Figure out how many lines of the material below contain the word "revoked". Answer with the number only.
Content starts
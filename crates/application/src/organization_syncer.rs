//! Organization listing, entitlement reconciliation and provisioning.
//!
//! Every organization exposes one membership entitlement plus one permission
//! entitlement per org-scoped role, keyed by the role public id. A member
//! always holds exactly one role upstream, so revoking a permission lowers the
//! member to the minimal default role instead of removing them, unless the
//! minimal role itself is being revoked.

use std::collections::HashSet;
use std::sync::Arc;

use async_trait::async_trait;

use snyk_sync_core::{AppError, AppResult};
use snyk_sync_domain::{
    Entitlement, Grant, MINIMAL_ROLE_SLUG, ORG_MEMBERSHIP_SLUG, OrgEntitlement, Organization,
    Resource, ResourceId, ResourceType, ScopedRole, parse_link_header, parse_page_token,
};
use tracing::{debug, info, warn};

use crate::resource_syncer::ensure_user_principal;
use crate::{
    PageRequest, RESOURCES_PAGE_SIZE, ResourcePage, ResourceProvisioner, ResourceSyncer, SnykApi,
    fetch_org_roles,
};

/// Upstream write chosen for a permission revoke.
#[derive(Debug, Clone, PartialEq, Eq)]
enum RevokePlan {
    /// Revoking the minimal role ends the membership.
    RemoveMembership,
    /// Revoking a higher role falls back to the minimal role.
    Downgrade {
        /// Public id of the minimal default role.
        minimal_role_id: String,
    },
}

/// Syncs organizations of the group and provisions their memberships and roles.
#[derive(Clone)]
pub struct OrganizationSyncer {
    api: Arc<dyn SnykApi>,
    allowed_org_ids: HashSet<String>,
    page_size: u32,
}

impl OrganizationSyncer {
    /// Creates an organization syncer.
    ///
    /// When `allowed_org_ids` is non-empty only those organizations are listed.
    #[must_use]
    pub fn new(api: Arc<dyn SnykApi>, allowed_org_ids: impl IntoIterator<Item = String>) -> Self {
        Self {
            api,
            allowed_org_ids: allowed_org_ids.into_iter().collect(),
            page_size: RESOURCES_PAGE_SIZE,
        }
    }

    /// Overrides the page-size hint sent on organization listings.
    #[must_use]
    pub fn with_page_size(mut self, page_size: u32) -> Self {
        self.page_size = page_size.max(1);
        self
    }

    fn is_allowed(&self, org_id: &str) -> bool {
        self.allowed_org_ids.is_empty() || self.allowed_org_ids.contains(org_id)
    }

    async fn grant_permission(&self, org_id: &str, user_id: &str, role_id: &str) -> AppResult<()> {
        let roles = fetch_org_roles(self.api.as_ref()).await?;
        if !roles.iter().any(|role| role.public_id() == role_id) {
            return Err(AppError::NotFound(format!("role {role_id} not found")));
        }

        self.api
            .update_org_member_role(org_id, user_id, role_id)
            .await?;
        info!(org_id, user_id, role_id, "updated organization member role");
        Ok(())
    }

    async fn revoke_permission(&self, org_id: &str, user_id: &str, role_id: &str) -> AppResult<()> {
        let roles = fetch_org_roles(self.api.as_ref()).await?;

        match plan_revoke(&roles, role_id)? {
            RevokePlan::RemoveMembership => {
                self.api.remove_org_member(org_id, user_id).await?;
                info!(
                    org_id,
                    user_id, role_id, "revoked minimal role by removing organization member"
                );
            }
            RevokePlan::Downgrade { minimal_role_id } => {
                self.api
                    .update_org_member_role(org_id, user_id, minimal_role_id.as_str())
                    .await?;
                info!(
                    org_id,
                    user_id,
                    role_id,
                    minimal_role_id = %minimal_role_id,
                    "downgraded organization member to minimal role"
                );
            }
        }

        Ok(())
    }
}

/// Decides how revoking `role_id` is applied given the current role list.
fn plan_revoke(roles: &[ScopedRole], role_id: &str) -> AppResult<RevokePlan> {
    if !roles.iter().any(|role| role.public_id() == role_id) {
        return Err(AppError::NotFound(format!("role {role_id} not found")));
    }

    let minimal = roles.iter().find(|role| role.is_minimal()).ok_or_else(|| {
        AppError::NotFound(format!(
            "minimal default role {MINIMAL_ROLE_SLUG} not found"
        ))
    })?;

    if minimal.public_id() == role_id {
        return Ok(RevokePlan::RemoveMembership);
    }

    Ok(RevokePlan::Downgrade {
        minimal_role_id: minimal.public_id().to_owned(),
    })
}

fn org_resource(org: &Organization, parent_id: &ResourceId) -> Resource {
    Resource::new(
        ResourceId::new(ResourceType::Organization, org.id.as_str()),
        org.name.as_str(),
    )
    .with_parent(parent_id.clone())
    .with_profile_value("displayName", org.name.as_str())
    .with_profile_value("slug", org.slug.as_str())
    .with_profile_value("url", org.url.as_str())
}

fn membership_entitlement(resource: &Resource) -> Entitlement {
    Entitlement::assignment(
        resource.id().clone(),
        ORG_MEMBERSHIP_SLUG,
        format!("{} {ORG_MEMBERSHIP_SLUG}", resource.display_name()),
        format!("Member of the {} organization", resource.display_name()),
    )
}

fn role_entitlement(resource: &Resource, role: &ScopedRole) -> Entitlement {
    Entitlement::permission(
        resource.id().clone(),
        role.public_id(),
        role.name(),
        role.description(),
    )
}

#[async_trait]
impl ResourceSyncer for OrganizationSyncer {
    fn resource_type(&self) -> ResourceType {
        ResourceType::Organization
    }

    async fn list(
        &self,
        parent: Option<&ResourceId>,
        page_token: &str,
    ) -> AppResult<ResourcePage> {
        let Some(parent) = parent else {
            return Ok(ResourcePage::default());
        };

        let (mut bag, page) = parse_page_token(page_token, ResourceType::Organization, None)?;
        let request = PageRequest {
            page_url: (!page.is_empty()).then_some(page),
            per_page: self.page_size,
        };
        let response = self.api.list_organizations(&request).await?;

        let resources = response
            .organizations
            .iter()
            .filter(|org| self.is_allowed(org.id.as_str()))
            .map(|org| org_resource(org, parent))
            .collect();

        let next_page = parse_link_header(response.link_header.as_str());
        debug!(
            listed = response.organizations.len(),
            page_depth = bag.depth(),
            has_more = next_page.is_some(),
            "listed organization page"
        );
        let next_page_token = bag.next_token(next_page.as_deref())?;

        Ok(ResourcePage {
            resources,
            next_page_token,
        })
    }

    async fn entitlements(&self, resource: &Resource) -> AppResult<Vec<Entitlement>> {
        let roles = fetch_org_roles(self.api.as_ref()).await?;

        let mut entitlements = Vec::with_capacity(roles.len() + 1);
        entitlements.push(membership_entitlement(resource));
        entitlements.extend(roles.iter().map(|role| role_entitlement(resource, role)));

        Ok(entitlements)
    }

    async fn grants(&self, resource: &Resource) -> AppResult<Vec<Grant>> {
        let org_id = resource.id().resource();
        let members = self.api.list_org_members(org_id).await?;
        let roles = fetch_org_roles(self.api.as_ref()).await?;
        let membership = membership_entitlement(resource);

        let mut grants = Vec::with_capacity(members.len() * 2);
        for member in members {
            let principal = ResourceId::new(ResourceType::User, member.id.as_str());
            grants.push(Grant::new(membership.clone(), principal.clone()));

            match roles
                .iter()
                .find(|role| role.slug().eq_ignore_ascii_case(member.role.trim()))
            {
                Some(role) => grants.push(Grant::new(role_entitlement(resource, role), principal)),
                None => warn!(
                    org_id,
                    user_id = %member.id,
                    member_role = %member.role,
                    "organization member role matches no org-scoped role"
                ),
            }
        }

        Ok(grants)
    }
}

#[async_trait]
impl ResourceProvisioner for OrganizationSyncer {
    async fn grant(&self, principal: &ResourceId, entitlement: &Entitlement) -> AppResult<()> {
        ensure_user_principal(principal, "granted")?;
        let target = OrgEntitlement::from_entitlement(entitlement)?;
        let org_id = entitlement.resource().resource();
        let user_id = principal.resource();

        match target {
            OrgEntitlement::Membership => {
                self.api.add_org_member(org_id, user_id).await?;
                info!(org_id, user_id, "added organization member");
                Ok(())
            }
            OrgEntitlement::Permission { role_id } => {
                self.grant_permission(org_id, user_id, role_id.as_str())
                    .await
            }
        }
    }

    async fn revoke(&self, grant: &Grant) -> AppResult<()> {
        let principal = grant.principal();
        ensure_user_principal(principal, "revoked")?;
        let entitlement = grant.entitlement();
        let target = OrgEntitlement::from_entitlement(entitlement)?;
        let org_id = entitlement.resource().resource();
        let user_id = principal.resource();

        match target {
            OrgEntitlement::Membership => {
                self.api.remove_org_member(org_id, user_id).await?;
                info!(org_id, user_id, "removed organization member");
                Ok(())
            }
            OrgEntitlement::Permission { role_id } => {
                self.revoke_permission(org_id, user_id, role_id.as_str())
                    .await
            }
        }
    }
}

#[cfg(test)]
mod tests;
Content ends
§ RESULT OF THE TASK
3